Solution Approach 2:
The patent changes parameters by introducing weighting factors for different plausibility criteria (location, time, direction). By adjusting these weights, the system can adapt the evaluation process to different traffic network conditions without fundamentally changing the evaluation architecture.
3Reliability
If weighting functions are used to evaluate feature data similarity, then the reliability of matching ambiguous feature data is improved, but the computational requirements increase
Solution Approach 1:
The patent applies local quality by using different weighting factors for different feature data types based on their reliability and importance. Not all features are treated equally - certain features receive higher weights based on their local quality and significance for movement profile generation.
Solution Approach 2:
The patent uses simplified weighting functions that provide sufficient reliability without excessive computational complexity. Rather than implementing complex machine learning models, the system uses straightforward weighted evaluation that is computationally efficient while maintaining adequate reliability for traffic analysis.

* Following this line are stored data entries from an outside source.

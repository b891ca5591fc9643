//! ICMP and ICMPv6 builders for the control-plane replies a network
//! interface produces itself: echo reflection and neighbor discovery.

use pnet::packet::icmp::IcmpPacket;
use pnet::packet::icmpv6::Icmpv6Packet;
use pnet::packet::{icmp, icmpv6};
use pnet::util::MacAddr;

use std::net::Ipv6Addr;

use packet::ip::{Ipv4Payload, Ipv6Payload};
use packet::{ICMPV6_TYPE_ECHO_REPLY, ICMPV6_TYPE_ECHO_REQUEST,
             ICMPV6_TYPE_NEIGHBOR_ADVERTISEMENT, ICMPV6_TYPE_NEIGHBOR_SOLICITATION,
             ICMP_TYPE_ECHO_REPLY};
use Payload;

/// Reflects a received echo request: the entire ICMP message is
/// copied, only the type changes and the checksum is recomputed, so
/// identifier, sequence number and payload survive untouched.
pub struct IcmpEchoReplyBuilder<'a> {
    message: &'a [u8],
}

impl<'a> IcmpEchoReplyBuilder<'a> {
    pub fn new(message: &'a [u8]) -> Self {
        IcmpEchoReplyBuilder { message: message }
    }
}

impl<'a> Payload for IcmpEchoReplyBuilder<'a> {
    fn len(&self) -> usize {
        self.message.len()
    }

    fn build(&mut self, buffer: &mut [u8]) {
        buffer.copy_from_slice(self.message);
        buffer[0] = ICMP_TYPE_ECHO_REPLY;
        buffer[2] = 0;
        buffer[3] = 0;
        let checksum = icmp::checksum(&IcmpPacket::new(buffer).unwrap());
        buffer[2..4].copy_from_slice(&checksum.to_be_bytes());
    }
}

impl<'a> Ipv4Payload for IcmpEchoReplyBuilder<'a> {
    fn protocol(&self) -> u8 {
        1
    }
}

pub enum Icmpv6Message<'a> {
    /// Who-has for `target`, with our MAC as source link-layer option.
    NeighborSolicitation {
        target: Ipv6Addr,
        source_mac: MacAddr,
    },
    /// Answer to a solicitation for `target`, carrying our MAC as the
    /// target link-layer option.
    NeighborAdvertisement {
        target: Ipv6Addr,
        mac: MacAddr,
    },
    /// Reflected echo request, identifier/sequence/payload untouched.
    EchoReply { message: &'a [u8] },
    EchoRequest {
        identifier: u16,
        sequence: u16,
    },
}

/// ICMPv6 builder. Source and destination address are needed up front
/// because the checksum covers the IPv6 pseudo header.
pub struct Icmpv6Builder<'a> {
    src: Ipv6Addr,
    dst: Ipv6Addr,
    message: Icmpv6Message<'a>,
}

impl<'a> Icmpv6Builder<'a> {
    pub fn new(src: Ipv6Addr, dst: Ipv6Addr, message: Icmpv6Message<'a>) -> Self {
        Icmpv6Builder {
            src: src,
            dst: dst,
            message: message,
        }
    }
}

impl<'a> Payload for Icmpv6Builder<'a> {
    fn len(&self) -> usize {
        match self.message {
            // type/code/checksum + reserved + target + lladdr option
            Icmpv6Message::NeighborSolicitation { .. } |
            Icmpv6Message::NeighborAdvertisement { .. } => 4 + 4 + 16 + 8,
            Icmpv6Message::EchoReply { message } => message.len(),
            Icmpv6Message::EchoRequest { .. } => 8,
        }
    }

    fn build(&mut self, buffer: &mut [u8]) {
        match self.message {
            Icmpv6Message::NeighborSolicitation { ref target, ref source_mac } => {
                for byte in buffer.iter_mut() {
                    *byte = 0;
                }
                buffer[0] = ICMPV6_TYPE_NEIGHBOR_SOLICITATION;
                buffer[8..24].copy_from_slice(&target.octets());
                buffer[24] = 1; // source link-layer address
                buffer[25] = 1;
                buffer[26..32].copy_from_slice(&source_mac.octets());
            }
            Icmpv6Message::NeighborAdvertisement { ref target, ref mac } => {
                for byte in buffer.iter_mut() {
                    *byte = 0;
                }
                buffer[0] = ICMPV6_TYPE_NEIGHBOR_ADVERTISEMENT;
                buffer[8..24].copy_from_slice(&target.octets());
                buffer[24] = 2; // target link-layer address
                buffer[25] = 1;
                buffer[26..32].copy_from_slice(&mac.octets());
            }
            Icmpv6Message::EchoReply { message } => {
                buffer.copy_from_slice(message);
                buffer[0] = ICMPV6_TYPE_ECHO_REPLY;
                buffer[2] = 0;
                buffer[3] = 0;
            }
            Icmpv6Message::EchoRequest { identifier, sequence } => {
                for byte in buffer.iter_mut() {
                    *byte = 0;
                }
                buffer[0] = ICMPV6_TYPE_ECHO_REQUEST;
                buffer[4..6].copy_from_slice(&identifier.to_be_bytes());
                buffer[6..8].copy_from_slice(&sequence.to_be_bytes());
            }
        }
        let checksum = icmpv6::checksum(&Icmpv6Packet::new(buffer).unwrap(),
                                        &self.src,
                                        &self.dst);
        buffer[2..4].copy_from_slice(&checksum.to_be_bytes());
    }
}

impl<'a> Ipv6Payload for Icmpv6Builder<'a> {
    fn next_header(&self) -> u8 {
        58
    }
}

4Object-affected harmful factors
If only non-personal feature data is processed for movement profiles, then data protection compliance is improved, but the amount of available data for complete traffic monitoring is reduced
Solution Approach 1:
The patent makes the system universally applicable by processing only non-personal feature data that can be used for multiple purposes: movement profile generation, traffic flow analysis, and congestion detection. This single approach serves multiple traffic management functions without requiring personal identification.
Solution Approach 2:
The patent introduces non-personal feature data as an intermediary between complete personal data and anonymized aggregates. This intermediary layer preserves sufficient information for traffic analysis while maintaining data protection, acting as a mediator that satisfies both monitoring needs and privacy requirements.
Data Source
AI summary
Method and system for generating movement profiles of traffic participants in a traffic network with at least two acquisition stations, wherein image data of the traffic participants are acquired by means of sensors of the acquisition stations and evaluated by means of an evaluation device, wherein data sets with feature data of the traffic participants are generated from the image data and wherein the data sets of different acquisition stations are compared.